| What is being asked |
Beginning at the top of the data below, write out every line exactly until you reach the line with "use board::PricedItem;", and include that line.

Data: Begin

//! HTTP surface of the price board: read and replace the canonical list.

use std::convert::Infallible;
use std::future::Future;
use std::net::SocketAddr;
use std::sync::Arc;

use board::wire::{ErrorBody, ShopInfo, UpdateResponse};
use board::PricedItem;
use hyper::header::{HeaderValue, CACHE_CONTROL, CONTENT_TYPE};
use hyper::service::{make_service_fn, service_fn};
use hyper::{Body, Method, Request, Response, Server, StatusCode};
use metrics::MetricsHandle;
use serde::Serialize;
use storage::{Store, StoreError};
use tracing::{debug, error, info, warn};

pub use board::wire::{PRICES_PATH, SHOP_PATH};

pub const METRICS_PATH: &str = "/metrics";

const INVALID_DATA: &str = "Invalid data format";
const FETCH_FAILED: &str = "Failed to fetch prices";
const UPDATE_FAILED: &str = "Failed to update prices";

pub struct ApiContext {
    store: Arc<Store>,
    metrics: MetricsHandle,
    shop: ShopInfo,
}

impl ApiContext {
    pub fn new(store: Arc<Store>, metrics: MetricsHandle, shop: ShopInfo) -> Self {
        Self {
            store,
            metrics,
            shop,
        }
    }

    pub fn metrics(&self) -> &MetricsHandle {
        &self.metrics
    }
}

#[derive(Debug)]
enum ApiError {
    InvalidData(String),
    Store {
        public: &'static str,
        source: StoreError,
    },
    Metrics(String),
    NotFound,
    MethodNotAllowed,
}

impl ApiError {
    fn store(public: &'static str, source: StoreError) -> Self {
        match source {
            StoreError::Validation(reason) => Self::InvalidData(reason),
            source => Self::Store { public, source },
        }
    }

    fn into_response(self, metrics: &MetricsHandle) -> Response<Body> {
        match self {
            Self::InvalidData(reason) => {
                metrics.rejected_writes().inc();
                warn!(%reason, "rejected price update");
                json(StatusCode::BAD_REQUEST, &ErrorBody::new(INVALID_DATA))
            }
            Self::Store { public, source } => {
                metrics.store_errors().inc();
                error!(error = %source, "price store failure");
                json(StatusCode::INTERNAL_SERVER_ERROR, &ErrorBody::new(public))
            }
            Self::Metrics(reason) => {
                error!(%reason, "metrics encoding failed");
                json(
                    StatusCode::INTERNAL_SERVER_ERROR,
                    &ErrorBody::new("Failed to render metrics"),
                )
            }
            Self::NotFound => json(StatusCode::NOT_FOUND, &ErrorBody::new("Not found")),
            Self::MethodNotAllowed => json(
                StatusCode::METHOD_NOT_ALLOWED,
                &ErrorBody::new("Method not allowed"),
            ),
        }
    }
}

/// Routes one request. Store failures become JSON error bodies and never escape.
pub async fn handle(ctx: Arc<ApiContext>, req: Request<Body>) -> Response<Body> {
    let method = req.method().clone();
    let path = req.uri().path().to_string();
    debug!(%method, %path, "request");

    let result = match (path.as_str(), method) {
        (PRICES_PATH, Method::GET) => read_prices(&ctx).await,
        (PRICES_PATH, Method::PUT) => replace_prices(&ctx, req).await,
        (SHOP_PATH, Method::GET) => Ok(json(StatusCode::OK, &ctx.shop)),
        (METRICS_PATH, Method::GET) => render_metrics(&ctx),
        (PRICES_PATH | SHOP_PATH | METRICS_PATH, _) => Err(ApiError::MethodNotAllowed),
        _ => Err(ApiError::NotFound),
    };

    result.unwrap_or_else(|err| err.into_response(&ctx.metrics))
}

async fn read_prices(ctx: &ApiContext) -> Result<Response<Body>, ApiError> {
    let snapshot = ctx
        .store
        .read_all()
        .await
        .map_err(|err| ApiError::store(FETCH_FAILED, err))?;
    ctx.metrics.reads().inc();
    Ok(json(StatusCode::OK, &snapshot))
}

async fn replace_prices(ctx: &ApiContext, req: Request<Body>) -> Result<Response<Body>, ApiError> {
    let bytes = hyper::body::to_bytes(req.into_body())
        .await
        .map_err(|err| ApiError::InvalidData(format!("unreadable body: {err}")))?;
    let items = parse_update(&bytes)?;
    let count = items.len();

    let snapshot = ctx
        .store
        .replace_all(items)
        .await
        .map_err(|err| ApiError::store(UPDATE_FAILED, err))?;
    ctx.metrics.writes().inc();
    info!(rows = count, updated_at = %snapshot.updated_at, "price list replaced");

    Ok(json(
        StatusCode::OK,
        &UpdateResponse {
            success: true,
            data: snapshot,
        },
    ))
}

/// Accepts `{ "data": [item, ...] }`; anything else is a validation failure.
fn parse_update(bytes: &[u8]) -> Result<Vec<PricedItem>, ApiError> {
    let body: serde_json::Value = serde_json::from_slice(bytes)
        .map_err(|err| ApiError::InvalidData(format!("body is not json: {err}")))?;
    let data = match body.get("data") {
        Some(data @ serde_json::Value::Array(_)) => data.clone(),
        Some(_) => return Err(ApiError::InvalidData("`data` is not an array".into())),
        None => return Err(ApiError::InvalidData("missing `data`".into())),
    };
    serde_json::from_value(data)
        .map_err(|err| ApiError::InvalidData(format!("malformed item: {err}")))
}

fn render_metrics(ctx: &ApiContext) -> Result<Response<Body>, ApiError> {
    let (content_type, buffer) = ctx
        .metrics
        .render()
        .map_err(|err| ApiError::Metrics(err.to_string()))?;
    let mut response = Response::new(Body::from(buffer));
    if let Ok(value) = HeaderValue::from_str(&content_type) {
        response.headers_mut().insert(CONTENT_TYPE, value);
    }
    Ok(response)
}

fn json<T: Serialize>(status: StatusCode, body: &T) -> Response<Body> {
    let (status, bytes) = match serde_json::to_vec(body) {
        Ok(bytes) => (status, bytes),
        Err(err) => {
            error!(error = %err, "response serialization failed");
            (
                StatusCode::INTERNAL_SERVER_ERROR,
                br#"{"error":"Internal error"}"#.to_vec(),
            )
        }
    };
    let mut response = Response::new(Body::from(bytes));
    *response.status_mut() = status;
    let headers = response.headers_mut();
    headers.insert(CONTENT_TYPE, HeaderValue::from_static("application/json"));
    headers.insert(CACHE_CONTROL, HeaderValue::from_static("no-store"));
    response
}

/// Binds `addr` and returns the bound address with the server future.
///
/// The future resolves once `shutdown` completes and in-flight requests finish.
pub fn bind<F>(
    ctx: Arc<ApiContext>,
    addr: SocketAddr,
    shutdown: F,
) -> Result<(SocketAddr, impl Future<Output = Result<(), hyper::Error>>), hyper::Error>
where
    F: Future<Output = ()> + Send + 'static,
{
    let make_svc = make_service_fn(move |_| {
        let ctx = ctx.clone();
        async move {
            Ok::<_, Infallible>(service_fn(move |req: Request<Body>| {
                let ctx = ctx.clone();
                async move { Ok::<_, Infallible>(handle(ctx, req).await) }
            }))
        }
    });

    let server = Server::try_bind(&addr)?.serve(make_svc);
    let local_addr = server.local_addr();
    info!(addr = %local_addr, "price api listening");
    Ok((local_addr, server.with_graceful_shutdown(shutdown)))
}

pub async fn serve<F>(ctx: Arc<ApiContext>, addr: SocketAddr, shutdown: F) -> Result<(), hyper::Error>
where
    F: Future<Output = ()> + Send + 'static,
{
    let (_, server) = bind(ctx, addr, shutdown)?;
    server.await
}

Data: End

| Output for this exercise |
//! HTTP surface of the price board: read and replace the canonical list.

use std::convert::Infallible;
use std::future::Future;
use std::net::SocketAddr;
use std::sync::Arc;

use board::wire::{ErrorBody, ShopInfo, UpdateResponse};
use board::PricedItem;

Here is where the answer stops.